Records supplied below:

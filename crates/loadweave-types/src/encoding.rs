//! Encoding utilities for hex and digests.
//!
//! Shared helpers used by the CLI and tests for printing and comparing
//! unit bytes.

use sha2::{Digest, Sha256};

// =============================================================================
// Hex
// =============================================================================

/// Encode bytes as 0x-prefixed lowercase hex.
pub fn to_hex(bytes: &[u8]) -> String {
    format!("0x{}", hex::encode(bytes))
}

// =============================================================================
// Digests
// =============================================================================

/// SHA-256 digest of `bytes`, hex encoded without prefix.
///
/// Used to compare unit payloads in reports without dumping them.
///
/// # Examples
///
/// ```
/// use loadweave_types::encoding::sha256_hex;
///
/// assert_eq!(
///     sha256_hex(b""),
///     "e3b0c44298fc1c149afbf4c8996fb92427ae41e4649b934ca495991b7852b855"
/// );
/// ```
pub fn sha256_hex(bytes: &[u8]) -> String {
    hex::encode(Sha256::digest(bytes))
}

#[cfg(test)]
mod tests {
    use super::*;

    #[test]
    fn test_to_hex() {
        assert_eq!(to_hex(&[0xde, 0xad]), "0xdead");
        assert_eq!(to_hex(&[]), "0x");
    }

    #[test]
    fn test_sha256_differs_per_payload() {
        assert_ne!(sha256_hex(b"a"), sha256_hex(b"b"));
        assert_eq!(sha256_hex(b"a").len(), 64);
    }
}
//! Ordered phase registry plus the synthetic-class registry.

use std::sync::Arc;

use loadweave_types::ClassTree;
use parking_lot::RwLock;
use tracing::{debug, trace, warn};

use super::{Phase, PhaseAction, PhaseResult};
use crate::errors::WeavingError;
use crate::services::WeaveContext;
use crate::synthetic::SyntheticClassRegistry;

/// Phases in registration order, shared with weaving collaborators.
///
/// Hooks run on a snapshot of the list taken when the hook pass starts, so a
/// phase registered mid-pass only takes part from the next unit on.
pub struct ExtensionPipeline {
    phases: RwLock<Vec<Arc<dyn Phase>>>,
    synthetic: Arc<SyntheticClassRegistry>,
}

impl ExtensionPipeline {
    pub fn new(synthetic: Arc<SyntheticClassRegistry>) -> Self {
        Self {
            phases: RwLock::new(Vec::new()),
            synthetic,
        }
    }

    /// Append `phase` to the end of the pipeline.
    ///
    /// Returns `false` (and keeps the existing phase) if a phase with the same
    /// name is already registered.
    pub fn register(&self, phase: Arc<dyn Phase>) -> bool {
        let mut phases = self.phases.write();
        if phases.iter().any(|p| p.name() == phase.name()) {
            warn!(phase = phase.name(), "phase already registered, ignoring");
            return false;
        }
        debug!(phase = phase.name(), position = phases.len(), "phase registered");
        phases.push(phase);
        true
    }

    /// Look up a registered phase by name.
    pub fn get(&self, name: &str) -> Option<Arc<dyn Phase>> {
        self.phases.read().iter().find(|p| p.name() == name).cloned()
    }

    /// Names of all registered phases, in execution order.
    pub fn phase_names(&self) -> Vec<String> {
        self.phases
            .read()
            .iter()
            .map(|p| p.name().to_string())
            .collect()
    }

    pub fn len(&self) -> usize {
        self.phases.read().len()
    }

    pub fn is_empty(&self) -> bool {
        self.phases.read().is_empty()
    }

    /// Registry of units manufactured by generation collaborators.
    pub fn synthetic_classes(&self) -> &Arc<SyntheticClassRegistry> {
        &self.synthetic
    }

    fn active(&self, ctx: &WeaveContext<'_>) -> Vec<Arc<dyn Phase>> {
        self.phases
            .read()
            .iter()
            .filter(|p| p.is_active(ctx.environment))
            .cloned()
            .collect()
    }

    fn run(
        &self,
        ctx: &WeaveContext<'_>,
        tree: &mut ClassTree,
        hook: &str,
        call: impl Fn(&dyn Phase, &WeaveContext<'_>, &mut ClassTree) -> PhaseResult,
    ) -> Result<bool, WeavingError> {
        let mut modified = false;
        for phase in self.active(ctx) {
            match call(phase.as_ref(), ctx, tree) {
                Ok(action) => {
                    trace!(phase = phase.name(), hook, ?action, unit = ctx.target, "phase ran");
                    modified |= action.is_modified();
                }
                Err(veto) => {
                    warn!(
                        phase = phase.name(),
                        hook,
                        unit = ctx.target,
                        reason = %veto,
                        "phase vetoed unit"
                    );
                    return Err(WeavingError::Vetoed {
                        phase: phase.name().to_string(),
                        veto,
                    });
                }
            }
        }
        Ok(modified)
    }

    /// Run every active phase's `pre_apply`. Returns whether any phase changed the tree.
    pub fn pre_apply(
        &self,
        ctx: &WeaveContext<'_>,
        tree: &mut ClassTree,
    ) -> Result<bool, WeavingError> {
        self.run(ctx, tree, "pre_apply", |phase, ctx, tree| phase.pre_apply(ctx, tree))
    }

    /// Run every active phase's `post_apply`. Returns whether any phase changed the tree.
    pub fn post_apply(
        &self,
        ctx: &WeaveContext<'_>,
        tree: &mut ClassTree,
    ) -> Result<bool, WeavingError> {
        self.run(ctx, tree, "post_apply", |phase, ctx, tree| phase.post_apply(ctx, tree))
    }

    /// Run every active phase's `export` hook on a finished unit.
    pub fn export(&self, ctx: &WeaveContext<'_>, tree: &ClassTree) {
        for phase in self.active(ctx) {
            phase.export(ctx, tree);
        }
    }
}

impl std::fmt::Debug for ExtensionPipeline {
    fn fmt(&self, f: &mut std::fmt::Formatter<'_>) -> std::fmt::Result {
        f.debug_struct("ExtensionPipeline")
            .field("phases", &self.phase_names())
            .field("synthetic_classes", &self.synthetic.len())
            .finish()
    }
}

End of Records supplied.

_Exercise description_
Search the data above for the string "PhaseResult" and copy each line that has it.

_Answer section_
use super::{Phase, PhaseAction, PhaseResult};
        call: impl Fn(&dyn Phase, &WeaveContext<'_>, &mut ClassTree) -> PhaseResult,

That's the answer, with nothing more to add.